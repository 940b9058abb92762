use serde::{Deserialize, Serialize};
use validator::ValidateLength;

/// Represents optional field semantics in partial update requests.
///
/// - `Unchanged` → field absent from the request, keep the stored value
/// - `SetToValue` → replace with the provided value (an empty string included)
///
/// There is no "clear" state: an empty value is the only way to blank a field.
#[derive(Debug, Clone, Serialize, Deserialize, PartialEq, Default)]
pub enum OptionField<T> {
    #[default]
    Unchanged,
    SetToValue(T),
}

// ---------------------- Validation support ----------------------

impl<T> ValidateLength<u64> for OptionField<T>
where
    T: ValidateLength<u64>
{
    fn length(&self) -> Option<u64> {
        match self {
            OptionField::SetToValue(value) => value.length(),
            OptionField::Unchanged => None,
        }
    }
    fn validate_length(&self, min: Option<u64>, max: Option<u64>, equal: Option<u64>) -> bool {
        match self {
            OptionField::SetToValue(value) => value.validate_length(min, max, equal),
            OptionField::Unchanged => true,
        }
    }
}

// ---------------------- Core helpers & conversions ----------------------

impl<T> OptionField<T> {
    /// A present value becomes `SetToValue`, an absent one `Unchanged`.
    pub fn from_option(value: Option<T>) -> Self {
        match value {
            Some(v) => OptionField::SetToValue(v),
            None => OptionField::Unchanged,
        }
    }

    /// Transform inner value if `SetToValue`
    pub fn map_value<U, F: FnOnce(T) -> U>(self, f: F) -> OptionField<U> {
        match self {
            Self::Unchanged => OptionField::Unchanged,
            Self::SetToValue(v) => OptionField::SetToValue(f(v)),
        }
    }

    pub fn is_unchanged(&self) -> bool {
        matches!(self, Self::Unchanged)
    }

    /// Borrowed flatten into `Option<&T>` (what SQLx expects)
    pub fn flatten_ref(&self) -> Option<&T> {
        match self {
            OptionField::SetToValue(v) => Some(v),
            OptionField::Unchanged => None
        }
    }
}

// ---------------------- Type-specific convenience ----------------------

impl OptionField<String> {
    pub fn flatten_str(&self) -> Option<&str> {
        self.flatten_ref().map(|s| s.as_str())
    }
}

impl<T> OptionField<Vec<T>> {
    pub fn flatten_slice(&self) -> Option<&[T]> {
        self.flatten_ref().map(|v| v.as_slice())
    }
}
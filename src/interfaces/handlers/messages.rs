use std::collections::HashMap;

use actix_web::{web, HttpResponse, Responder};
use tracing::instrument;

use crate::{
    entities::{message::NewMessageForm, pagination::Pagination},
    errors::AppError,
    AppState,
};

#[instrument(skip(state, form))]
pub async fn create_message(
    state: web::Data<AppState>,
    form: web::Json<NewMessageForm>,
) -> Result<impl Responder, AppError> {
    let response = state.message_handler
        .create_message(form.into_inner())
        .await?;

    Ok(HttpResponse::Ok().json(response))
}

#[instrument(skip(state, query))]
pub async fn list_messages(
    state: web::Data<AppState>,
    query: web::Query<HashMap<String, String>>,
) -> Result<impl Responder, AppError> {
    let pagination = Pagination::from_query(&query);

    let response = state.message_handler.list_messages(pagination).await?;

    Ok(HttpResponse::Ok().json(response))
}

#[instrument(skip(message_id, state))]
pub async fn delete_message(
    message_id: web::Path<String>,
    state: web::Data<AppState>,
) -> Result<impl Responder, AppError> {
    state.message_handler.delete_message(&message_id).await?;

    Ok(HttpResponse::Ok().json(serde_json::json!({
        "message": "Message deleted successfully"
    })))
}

[Your goal]: Once you have read the data above, print all of it again exactly.

[Answer below]:
repository 940b9058abb92762
use serde::{Deserialize, Serialize};
use validator::ValidateLength;

/// Represents optional field semantics in partial update requests.
///
/// - `Unchanged` → field absent from the request, keep the stored value
/// - `SetToValue` → replace with the provided value (an empty string included)
///
/// There is no "clear" state: an empty value is the only way to blank a field.
#[derive(Debug, Clone, Serialize, Deserialize, PartialEq, Default)]
pub enum OptionField<T> {
    #[default]
    Unchanged,
    SetToValue(T),
}

// ---------------------- Validation support ----------------------

impl<T> ValidateLength<u64> for OptionField<T>
where
    T: ValidateLength<u64>
{
    fn length(&self) -> Option<u64> {
        match self {
            OptionField::SetToValue(value) => value.length(),
            OptionField::Unchanged => None,
        }
    }
    fn validate_length(&self, min: Option<u64>, max: Option<u64>, equal: Option<u64>) -> bool {
        match self {
            OptionField::SetToValue(value) => value.validate_length(min, max, equal),
            OptionField::Unchanged => true,
        }
    }
}

// ---------------------- Core helpers & conversions ----------------------

impl<T> OptionField<T> {
    /// A present value becomes `SetToValue`, an absent one `Unchanged`.
    pub fn from_option(value: Option<T>) -> Self {
        match value {
            Some(v) => OptionField::SetToValue(v),
            None => OptionField::Unchanged,
        }
    }

    /// Transform inner value if `SetToValue`
    pub fn map_value<U, F: FnOnce(T) -> U>(self, f: F) -> OptionField<U> {
        match self {
            Self::Unchanged => OptionField::Unchanged,
            Self::SetToValue(v) => OptionField::SetToValue(f(v)),
        }
    }

    pub fn is_unchanged(&self) -> bool {
        matches!(self, Self::Unchanged)
    }

    /// Borrowed flatten into `Option<&T>` (what SQLx expects)
    pub fn flatten_ref(&self) -> Option<&T> {
        match self {
            OptionField::SetToValue(v) => Some(v),
            OptionField::Unchanged => None
        }
    }
}

// ---------------------- Type-specific convenience ----------------------

impl OptionField<String> {
    pub fn flatten_str(&self) -> Option<&str> {
        self.flatten_ref().map(|s| s.as_str())
    }
}

impl<T> OptionField<Vec<T>> {
    pub fn flatten_slice(&self) -> Option<&[T]> {
        self.flatten_ref().map(|v| v.as_slice())
    }
}
filename src/interfaces/handlers/messages.rs
use std::collections::HashMap;

use actix_web::{web, HttpResponse, Responder};
use tracing::instrument;

use crate::{
    entities::{message::NewMessageForm, pagination::Pagination},
    errors::AppError,
    AppState,
};

#[instrument(skip(state, form))]
pub async fn create_message(
    state: web::Data<AppState>,
    form: web::Json<NewMessageForm>,
) -> Result<impl Responder, AppError> {
    let response = state.message_handler
        .create_message(form.into_inner())
        .await?;

    Ok(HttpResponse::Ok().json(response))
}

#[instrument(skip(state, query))]
pub async fn list_messages(
    state: web::Data<AppState>,
    query: web::Query<HashMap<String, String>>,
) -> Result<impl Responder, AppError> {
    let pagination = Pagination::from_query(&query);

    let response = state.message_handler.list_messages(pagination).await?;

    Ok(HttpResponse::Ok().json(response))
}

#[instrument(skip(message_id, state))]
pub async fn delete_message(
    message_id: web::Path<String>,
    state: web::Data<AppState>,
) -> Result<impl Responder, AppError> {
    state.message_handler.delete_message(&message_id).await?;

    Ok(HttpResponse::Ok().json(serde_json::json!({
        "message": "Message deleted successfully"
    })))
}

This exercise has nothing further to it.